It is deemed to be a conflict of interest or independence for a Director/Covered Employee to work simultaneously for a competitor, customer or supplier. Directors/Covered Employees are not allowed to work for a competitor as a consultant or board member unless approved by the Board. Conflicts of interest are prohibited as a matter of Company policy, except in exceptional circumstances and with the prior approval of the Board and subject to limitations imposed by law. It is not possible to describe all situations of conflicts of interest that could arise. Conflicts of interest may not always be clear-cut, so if a Director/Covered Employee is unclear, he/she should seek guidance of his/her immediate superior and/or the Chairman of the Audit Committee.

The purpose of business entertainment and gifts in a commercial setting is to create goodwill and sound working relationships, not to gain unfair advantage with customers or suppliers. No costly/unusual gift or entertainment should be offered, given, provided or accepted by any Director/Covered Employee or his/her relatives.

Directors / Covered Employees may not use the Company's assets, labour or information for personal use except as outlined in Section 8, "Protection and Proper Use of Company Assets and Proprietary Information", or unless approved by the Chairman of the Audit Committee or as part of a compensation or expense reimbursement program available to all Directors/Covered Employees.

A Director's disclosure of interest under Section 299 of the Companies Act, 1956 shall be treated as sufficient compliance under this clause regarding situations of potential conflicts of interest.

(3) Insider Trading
In order to assist with compliance with laws/regulations against insider trading, the Company has adopted the "Code of Conduct for Prevention of Insider Trading" governing trading in securities of the Company and Group Companies that is applicable to every Director/designated employee. Abiding by the "Code of Conduct for Prevention of Insider Trading" is mandatory.

(4) Competition and Fair Dealing
The Company strives to outperform its competition fairly and honestly. Each Director/Covered Employee should deal fairly with the Company's customers, suppliers, competitors and employees and should not take unfair advantage of anyone through any intentional unfair-dealing practice. Pilfering proprietary information, possessing trade secret information that was obtained without the owner's consent, or inducing such disclosures by past or present employees of other companies is prohibited.

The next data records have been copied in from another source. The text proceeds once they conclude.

//! Core dispatcher infrastructure
//!
//! The [`Dispatcher`] is the single entry point for tool invocations. It resolves the
//! operation in the catalog, validates arguments, renders the upstream request,
//! executes it (walking pages or fanning out where the descriptor says so), and
//! shapes the outcome into an [`Envelope`]. Every failure is returned as an error
//! envelope; `dispatch` never panics and never returns a bare error.

use super::envelope::{Envelope, ErrorEnvelope, InvocationMetadata, ResultEnvelope};
use super::normalize;
use super::render::render_request;
use crate::catalog::{
    Cardinality, FanOut, OperationCatalog, OperationDescriptor, ValidatedArguments,
    validate_arguments,
};
use crate::config::AdapterConfig;
use crate::error::{AdapterError, AdapterResult, BuildResult, ValidationError};
use crate::governor::{Governor, instant_after};
use crate::pagination::{PageWalker, collect_walk};
use crate::upstream::{Transport, UpstreamClient, UpstreamRequest};
use futures::future::join_all;
use log::{debug, info, warn};
use serde_json::{Map, Value, json};
use std::sync::Arc;
use std::time::Duration;
use tokio::time::Instant;

/// Transport-agnostic tool invocation handler.
pub struct Dispatcher<T: Transport> {
    catalog: Arc<OperationCatalog>,
    client: UpstreamClient<T>,
    default_timeout: Duration,
    max_pages: usize,
    /// Helpdesk base URL for portal links
    portal: String,
}

/// A single tool invocation.
#[derive(Debug, Clone, PartialEq)]
pub struct InvocationRequest {
    /// Operation name as listed in the catalog
    pub operation: String,
    /// JSON object of arguments
    pub arguments: Value,
    /// Deadline for the whole invocation; the configured default when unset
    pub timeout: Option<Duration>,
    /// Correlation id; generated when unset
    pub request_id: Option<String>,
}

impl InvocationRequest {
    pub fn new(operation: impl Into<String>, arguments: Value) -> Self {
        Self {
            operation: operation.into(),
            arguments,
            timeout: None,
            request_id: None,
        }
    }

    pub fn with_timeout(mut self, timeout: Duration) -> Self {
        self.timeout = Some(timeout);
        self
    }

    pub fn with_request_id(mut self, request_id: impl Into<String>) -> Self {
        self.request_id = Some(request_id.into());
        self
    }
}

struct Output {
    data: Value,
    next_page: Option<u64>,
}

struct Failure {
    error: AdapterError,
    partial: Option<Vec<Value>>,
}

impl From<AdapterError> for Failure {
    fn from(error: AdapterError) -> Self {
        Self {
            error,
            partial: None,
        }
    }
}

impl From<ValidationError> for Failure {
    fn from(error: ValidationError) -> Self {
        AdapterError::from(error).into()
    }
}

impl<T: Transport> Dispatcher<T> {
    /// Create a dispatcher over an existing catalog and client.
    pub fn new(
        catalog: Arc<OperationCatalog>,
        client: UpstreamClient<T>,
        config: &AdapterConfig,
    ) -> Self {
        Self {
            catalog,
            client,
            default_timeout: config.invocation_timeout,
            max_pages: config.max_pages,
            portal: config.base_url.clone(),
        }
    }

    /// Wire the built-in catalog, a governor and an upstream client from `config`.
    ///
    /// # Examples
    ///
    /// ```rust,no_run
    /// use freshservice_mcp::config::AdapterConfig;
    /// use freshservice_mcp::dispatcher::Dispatcher;
    /// use freshservice_mcp::upstream::ReqwestTransport;
    /// use serde_json::json;
    ///
    /// # async fn example() -> Result<(), Box<dyn std::error::Error>> {
    /// let config = AdapterConfig::from_env()?;
    /// let dispatcher = Dispatcher::from_config(&config, ReqwestTransport::new()?)?;
    ///
    /// let envelope = dispatcher.invoke("get_ticket", json!({"ticket_id": 42})).await;
    /// println!("{}", envelope.to_json());
    /// # Ok(())
    /// # }
    /// ```
    pub fn from_config(config: &AdapterConfig, transport: T) -> BuildResult<Self> {
        let catalog = Arc::new(OperationCatalog::freshservice()?);
        let governor = Arc::new(Governor::new(config.governor_config()));
        let client = UpstreamClient::new(transport, config, governor);
        Ok(Self::new(catalog, client, config))
    }

    pub fn catalog(&self) -> &OperationCatalog {
        &self.catalog
    }

    pub fn client(&self) -> &UpstreamClient<T> {
        &self.client
    }

    /// Every operation, in catalog order.
    pub fn list_operations(&self) -> &[OperationDescriptor] {
        self.catalog.list()
    }

    /// Invoke `operation` with the default deadline.
    pub async fn invoke(&self, operation: &str, arguments: Value) -> Envelope {
        self.dispatch(InvocationRequest::new(operation, arguments))
            .await
    }

    /// Handle a structured invocation request.
    pub async fn dispatch(&self, request: InvocationRequest) -> Envelope {
        let request_id = request
            .request_id
            .clone()
            .unwrap_or_else(|| uuid::Uuid::new_v4().to_string());

        info!(
            "Dispatching '{}' (request: '{}')",
            request.operation, request_id
        );

        let started = Instant::now();
        let mut metadata = InvocationMetadata::new(&request.operation, &request_id);
        let outcome = self.run(&request, &mut metadata).await;
        metadata.elapsed_ms = u64::try_from(started.elapsed().as_millis()).unwrap_or(u64::MAX);

        match outcome {
            Ok(output) => {
                debug!(
                    "'{}' completed in {}ms (request: '{}')",
                    request.operation, metadata.elapsed_ms, request_id
                );
                Envelope::Success(ResultEnvelope {
                    success: true,
                    data: output.data,
                    next_page: output.next_page,
                    metadata,
                })
            }
            Err(failure) => {
                warn!(
                    "'{}' failed: {} (request: '{}')",
                    request.operation, failure.error, request_id
                );
                let envelope = ErrorEnvelope::from_error(&failure.error, metadata);
                Envelope::Failure(match failure.partial {
                    Some(items) => envelope.with_partial_items(items),
                    None => envelope,
                })
            }
        }
    }

    async fn run(
        &self,
        request: &InvocationRequest,
        metadata: &mut InvocationMetadata,
    ) -> Result<Output, Failure> {
        let descriptor = self.catalog.lookup(&request.operation)?;
        let args = validate_arguments(descriptor, &request.arguments).inspect_err(|error| {
            debug!("Rejected arguments for '{}': {}", descriptor.name, error);
        })?;
        let deadline = instant_after(
            Instant::now(),
            request.timeout.unwrap_or(self.default_timeout),
        );
        let upstream = render_request(descriptor, &args)?;

        if descriptor.pagination.is_paginated() {
            self.run_paginated(descriptor, &args, upstream, deadline, metadata)
                .await
        } else {
            Ok(self
                .run_single(descriptor, upstream, deadline, metadata)
                .await?)
        }
    }

    async fn run_paginated(
        &self,
        descriptor: &OperationDescriptor,
        args: &ValidatedArguments,
        upstream: UpstreamRequest,
        deadline: Instant,
        metadata: &mut InvocationMetadata,
    ) -> Result<Output, Failure> {
        let shape = &descriptor.response;
        let walker = PageWalker::new(&self.client, self.max_pages);
        let per_page = args
            .get_u64("per_page")
            .and_then(|n| u32::try_from(n).ok());

        if let Some(page) = args.get_u64("page") {
            let page = walker
                .fetch_page(descriptor, &upstream, page, per_page, deadline)
                .await?;
            let items = normalize::relay_items(shape, &self.portal, page.items);
            metadata.item_count = Some(items.len());
            metadata.pages_fetched = Some(1);
            return Ok(Output {
                data: Value::Array(items),
                next_page: page.next_page,
            });
        }

        let mut walk = walker.walk(descriptor, upstream, per_page, deadline);
        let collected = collect_walk(&mut walk).await;
        metadata.pages_fetched = Some(walk.pages_fetched());

        match collected {
            Ok(items) => {
                let items = normalize::relay_items(shape, &self.portal, items);
                metadata.item_count = Some(items.len());
                metadata.truncated = walk.truncated();
                Ok(Output {
                    data: Value::Array(items),
                    next_page: None,
                })
            }
            Err((error, partial)) => Err(Failure {
                error,
                partial: Some(normalize::relay_items(shape, &self.portal, partial)),
            }),
        }
    }

    async fn run_single(
        &self,
        descriptor: &OperationDescriptor,
        upstream: UpstreamRequest,
        deadline: Instant,
        metadata: &mut InvocationMetadata,
    ) -> AdapterResult<Output> {
        let response = self.client.execute(upstream, deadline).await?;
        if !response.is_success() {
            return Err(normalize::status_error(&response));
        }

        let shape = &descriptor.response;
        let data = match shape.cardinality {
            Cardinality::One => {
                let entity = normalize::extract_entity(shape, &response.body)?;
                let mut projected = normalize::project(shape, &self.portal, &entity);
                if let Some(fan_out) = &descriptor.fan_out {
                    self.resolve_fan_out(fan_out, &entity, &mut projected, deadline)
                        .await;
                }
                projected
            }
            Cardinality::Many => {
                let items = normalize::relay_items(
                    shape,
                    &self.portal,
                    normalize::extract_items(shape, &response.body)?,
                );
                metadata.item_count = Some(items.len());
                Value::Array(items)
            }
            Cardinality::FirstMatch => {
                let items = normalize::relay_items(
                    shape,
                    &self.portal,
                    normalize::extract_items(shape, &response.body)?,
                );
                metadata.item_count = Some(items.len());
                items
                    .into_iter()
                    .next()
                    .ok_or_else(|| AdapterError::UpstreamNotFound {
                        message: format!("no match for '{}'", descriptor.name),
                        body: None,
                    })?
            }
        };

        Ok(Output {
            data,
            next_page: None,
        })
    }

    /// Resolve every id in the fan-out source field concurrently.
    ///
    /// Concurrency is bounded by the governor. A failed lookup is reported in place
    /// without failing the invocation.
    async fn resolve_fan_out(
        &self,
        fan_out: &FanOut,
        source: &Value,
        target: &mut Value,
        deadline: Instant,
    ) {
        let Some(descriptor) = self.catalog.get(&fan_out.operation) else {
            return;
        };
        let ids = source
            .get(&fan_out.source_field)
            .and_then(Value::as_array)
            .cloned()
            .unwrap_or_default();
        debug!(
            "Resolving {} '{}' lookup(s) via '{}'",
            ids.len(),
            fan_out.source_field,
            descriptor.name
        );

        let results = join_all(
            ids.iter()
                .map(|id| self.lookup_one(descriptor, &fan_out.argument, id, deadline)),
        )
        .await;

        let resolved = ids
            .iter()
            .zip(results)
            .map(|(id, result)| match result {
                Ok(entity) => entity,
                Err(error) => json!({
                    "id": id,
                    "error": {
                        "kind": error.kind(),
                        "message": error.to_string(),
                        "retriable": error.is_retriable(),
                    }
                }),
            })
            .collect();

        if let Some(object) = target.as_object_mut() {
            object.insert(fan_out.target_field.clone(), Value::Array(resolved));
        }
    }

    async fn lookup_one(
        &self,
        descriptor: &OperationDescriptor,
        argument: &str,
        id: &Value,
        deadline: Instant,
    ) -> AdapterResult<Value> {
        let mut arguments = Map::new();
        arguments.insert(argument.to_string(), id.clone());
        let args = validate_arguments(descriptor, &Value::Object(arguments))?;
        let request = render_request(descriptor, &args)?;

        let response = self.client.execute(request, deadline).await?;
        if !response.is_success() {
            return Err(normalize::status_error(&response));
        }
        let entity = normalize::extract_entity(&descriptor.response, &response.body)?;
        Ok(normalize::project(&descriptor.response, &self.portal, &entity))
    }
}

(5) Discrimination and Harassment
The Company is firmly committed to providing equal opportunity in all aspects of employment and any illegal discrimination or harassment of any kind is prohibited.

(6) Healthand Safety
The Company strives to provide each employee with a safe and healthy work environment. Every Director/Covered Employee has responsibility for maintaining a safe and healthy workplace by following safety and health rules and practices and reporting accidents, injuries and unsafe equipment, practices or conditions. Being under the influence of illegal drugs and/or alcohol on the job is absolutely prohibited.

(7) Confidentiality
Directors/Covered Employees shall maintain the confidentiality of information entrusted to them by the Company and any other confidential information about the Company that comes to them, from whatever source, in their capacity as Directors/Covered Employees, except when disclosure is duly authorized by the Chief Executive Officer or the Audit Committee or the Board of Directors or is required by laws or regulations. Confidentiality extends to information that suppliers and customers have entrusted to the Company. Use of confidential information for personal gain is strictly prohibited.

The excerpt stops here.